Given records.
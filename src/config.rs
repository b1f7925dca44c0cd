//! Fit configuration and output-grid geometry.

use ndarray::Array2;
use serde::{Deserialize, Serialize};
use thiserror::Error;

use crate::linalg::LinalgError;

/// Physical geometry of the rectilinear output grid: per-dimension sample
/// counts, spacing, origin, and an orientation matrix mapping grid axes into
/// physical axes.
#[derive(Clone, Debug, PartialEq, Serialize, Deserialize)]
pub struct GridGeometry {
    pub size: Vec<usize>,
    pub spacing: Vec<f64>,
    pub origin: Vec<f64>,
    pub direction: Array2<f64>,
}

impl GridGeometry {
    /// Geometry whose grid axes coincide with the physical axes.
    pub fn axis_aligned(size: Vec<usize>, spacing: Vec<f64>, origin: Vec<f64>) -> Self {
        let d = size.len();
        Self {
            size,
            spacing,
            origin,
            direction: Array2::eye(d),
        }
    }

    pub fn dimensions(&self) -> usize {
        self.size.len()
    }
}

/// Parameters of a scattered-data fit.
///
/// Defaults mirror common practice: cubic splines, four control points per
/// dimension, a single level, open topology in every dimension, and dense
/// output generation.
#[derive(Clone, Debug, PartialEq, Serialize, Deserialize)]
pub struct FitConfig {
    pub geometry: GridGeometry,
    /// Spline order per dimension, at least 1.
    pub spline_order: Vec<usize>,
    /// Control points per dimension at the coarsest level. Must be at least
    /// `spline_order + 1`.
    pub control_points: Vec<usize>,
    /// Number of resolution levels per dimension. Each additional level
    /// doubles the control-point spans in that dimension.
    pub levels: Vec<usize>,
    /// Dimensions marked true wrap periodically.
    pub close_dimension: Vec<bool>,
    /// Boundary-snapping tolerance in span units. When `None` a tolerance is
    /// derived from the span counts so that it stays representable against
    /// the finest level.
    pub epsilon: Option<f64>,
    /// When false the fit stops at the control lattice and skips the dense
    /// output grid.
    pub generate_output: bool,
    /// Parallel work-unit count for the point and grid partitions.
    pub work_units: usize,
}

impl FitConfig {
    pub fn new(geometry: GridGeometry) -> Self {
        let d = geometry.dimensions();
        let work_units = std::thread::available_parallelism()
            .map(|n| n.get())
            .unwrap_or(1);
        Self {
            geometry,
            spline_order: vec![3; d],
            control_points: vec![4; d],
            levels: vec![1; d],
            close_dimension: vec![false; d],
            epsilon: None,
            generate_output: true,
            work_units,
        }
    }

    pub fn with_spline_order(mut self, order: Vec<usize>) -> Self {
        self.spline_order = order;
        self
    }

    pub fn with_control_points(mut self, control_points: Vec<usize>) -> Self {
        self.control_points = control_points;
        self
    }

    pub fn with_levels(mut self, levels: Vec<usize>) -> Self {
        self.levels = levels;
        self
    }

    pub fn with_close_dimension(mut self, close_dimension: Vec<bool>) -> Self {
        self.close_dimension = close_dimension;
        self
    }

    pub fn with_work_units(mut self, work_units: usize) -> Self {
        self.work_units = work_units;
        self
    }

    /// Override the derived boundary-snapping tolerance.
    pub fn with_epsilon(mut self, epsilon: f64) -> Self {
        self.epsilon = Some(epsilon);
        self
    }

    /// Stop at the control lattice without sampling the output grid.
    pub fn fit_only(mut self) -> Self {
        self.generate_output = false;
        self
    }

    pub fn dimensions(&self) -> usize {
        self.geometry.dimensions()
    }

    pub fn validate(&self) -> Result<(), FitError> {
        let d = self.dimensions();
        if d == 0 {
            return Err(FitError::ZeroDimensions);
        }
        for (name, len) in [
            ("geometry.spacing", self.geometry.spacing.len()),
            ("geometry.origin", self.geometry.origin.len()),
            ("geometry.direction rows", self.geometry.direction.nrows()),
            ("geometry.direction columns", self.geometry.direction.ncols()),
            ("spline_order", self.spline_order.len()),
            ("control_points", self.control_points.len()),
            ("levels", self.levels.len()),
            ("close_dimension", self.close_dimension.len()),
        ] {
            if len != d {
                return Err(FitError::DimensionMismatch {
                    name,
                    expected: d,
                    found: len,
                });
            }
        }
        for dim in 0..d {
            if self.spline_order[dim] == 0 {
                return Err(FitError::InvalidSplineOrder(self.spline_order[dim]));
            }
            if self.geometry.size[dim] == 0 {
                return Err(FitError::ZeroOutputSize(dim));
            }
            if self.control_points[dim] < self.spline_order[dim] + 1 {
                return Err(FitError::TooFewControlPoints {
                    dimension: dim,
                    control_points: self.control_points[dim],
                    order: self.spline_order[dim],
                });
            }
            if self.levels[dim] == 0 {
                return Err(FitError::ZeroLevels(dim));
            }
        }
        if let Some(eps) = self.epsilon {
            if !eps.is_finite() || eps <= 0.0 {
                return Err(FitError::InvalidEpsilon(eps));
            }
        }
        Ok(())
    }
}

#[derive(Debug, Error)]
pub enum FitError {
    #[error("Grid geometry must have at least one dimension.")]
    ZeroDimensions,

    #[error("Spline order must be at least 1, but was {0}.")]
    InvalidSplineOrder(usize),

    #[error("Output grid size must be positive in every dimension, but dimension {0} is zero.")]
    ZeroOutputSize(usize),

    #[error(
        "Dimension {dimension} has {control_points} control points, but spline order {order} \
         requires at least {}.",
        .order + 1
    )]
    TooFewControlPoints {
        dimension: usize,
        control_points: usize,
        order: usize,
    },

    #[error("Number of levels must be positive in every dimension, but dimension {0} is zero.")]
    ZeroLevels(usize),

    #[error("Boundary tolerance must be positive and finite, but was {0}.")]
    InvalidEpsilon(f64),

    #[error("Got {weights} weights for {points} points.")]
    WeightCountMismatch { weights: usize, points: usize },

    #[error("Got {values} data values for {points} points.")]
    PointDataCountMismatch { points: usize, values: usize },

    #[error("Configuration field {name} must have {expected} entries, but has {found}.")]
    DimensionMismatch {
        name: &'static str,
        expected: usize,
        found: usize,
    },

    #[error(
        "Parametric coordinate {value} in dimension {dimension} lies outside the domain \
         [0, {spans})."
    )]
    OutsideParametricDomain {
        value: f64,
        dimension: usize,
        spans: f64,
    },

    #[error("Linear algebra failure: {0}")]
    Linalg(#[from] LinalgError),

    #[error("Failed to build the worker thread pool: {0}")]
    ThreadPool(String),
}

#[cfg(test)]
mod tests {
    use super::*;

    fn unit_geometry(d: usize) -> GridGeometry {
        GridGeometry::axis_aligned(vec![10; d], vec![0.1; d], vec![0.0; d])
    }

    #[test]
    fn defaults_are_cubic_single_level() {
        let config = FitConfig::new(unit_geometry(2));
        assert_eq!(config.spline_order, vec![3, 3]);
        assert_eq!(config.control_points, vec![4, 4]);
        assert_eq!(config.levels, vec![1, 1]);
        assert_eq!(config.close_dimension, vec![false, false]);
        assert!(config.generate_output);
        assert!(config.validate().is_ok());
    }

    #[test]
    fn rejects_too_few_control_points() {
        let config = FitConfig::new(unit_geometry(2)).with_control_points(vec![4, 3]);
        match config.validate() {
            Err(FitError::TooFewControlPoints {
                dimension,
                control_points,
                order,
            }) => {
                assert_eq!(dimension, 1);
                assert_eq!(control_points, 3);
                assert_eq!(order, 3);
            }
            other => panic!("expected TooFewControlPoints, got {other:?}"),
        }
    }

    #[test]
    fn rejects_order_zero_but_accepts_high_orders() {
        let zero = FitConfig::new(unit_geometry(1)).with_spline_order(vec![0]);
        assert!(matches!(
            zero.validate(),
            Err(FitError::InvalidSplineOrder(0))
        ));

        // The generic kernel handles any positive order; validation only
        // demands enough control points for the support.
        let high = FitConfig::new(unit_geometry(1))
            .with_spline_order(vec![6])
            .with_control_points(vec![7]);
        assert!(high.validate().is_ok());
    }

    #[test]
    fn rejects_mismatched_field_lengths() {
        let mut config = FitConfig::new(unit_geometry(2));
        config.levels = vec![1];
        assert!(matches!(
            config.validate(),
            Err(FitError::DimensionMismatch {
                name: "levels",
                expected: 2,
                found: 1
            })
        ));
    }

    #[test]
    fn rejects_nonpositive_epsilon() {
        let config = FitConfig::new(unit_geometry(1)).with_epsilon(0.0);
        assert!(matches!(config.validate(), Err(FitError::InvalidEpsilon(_))));

        let config = FitConfig::new(unit_geometry(1)).with_epsilon(1e-8);
        assert!(config.validate().is_ok());
    }

    #[test]
    fn rejects_zero_levels() {
        let config = FitConfig::new(unit_geometry(1)).with_levels(vec![0]);
        assert!(matches!(config.validate(), Err(FitError::ZeroLevels(0))));
    }
}
#![deny(dead_code)]
#![deny(unused_imports)]

//! Multilevel hierarchical B-spline approximation of scattered data: fits a
//! tensor-product control-point lattice to weighted vector-valued samples,
//! optionally refines it across dyadic resolution levels, and resamples the
//! fitted spline onto a dense output grid.

pub mod config;
pub mod driver;
pub mod kernel;
pub mod lattice;
pub mod linalg;
pub mod refine;

mod fit;
mod reconstruct;

pub use config::{FitConfig, FitError, GridGeometry};
pub use driver::{fit_scattered, ControlLattice, FitOutput, SampledGrid};
pub use kernel::BSplineKernel;
pub use lattice::Lattice;
pub use linalg::LinalgError;
pub use refine::refinement_coefficients;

Work to complete. For every line above with the word "derived" in it, make a copy.

Solution.
    /// derived from the span counts so that it stays representable against
    /// Override the derived boundary-snapping tolerance.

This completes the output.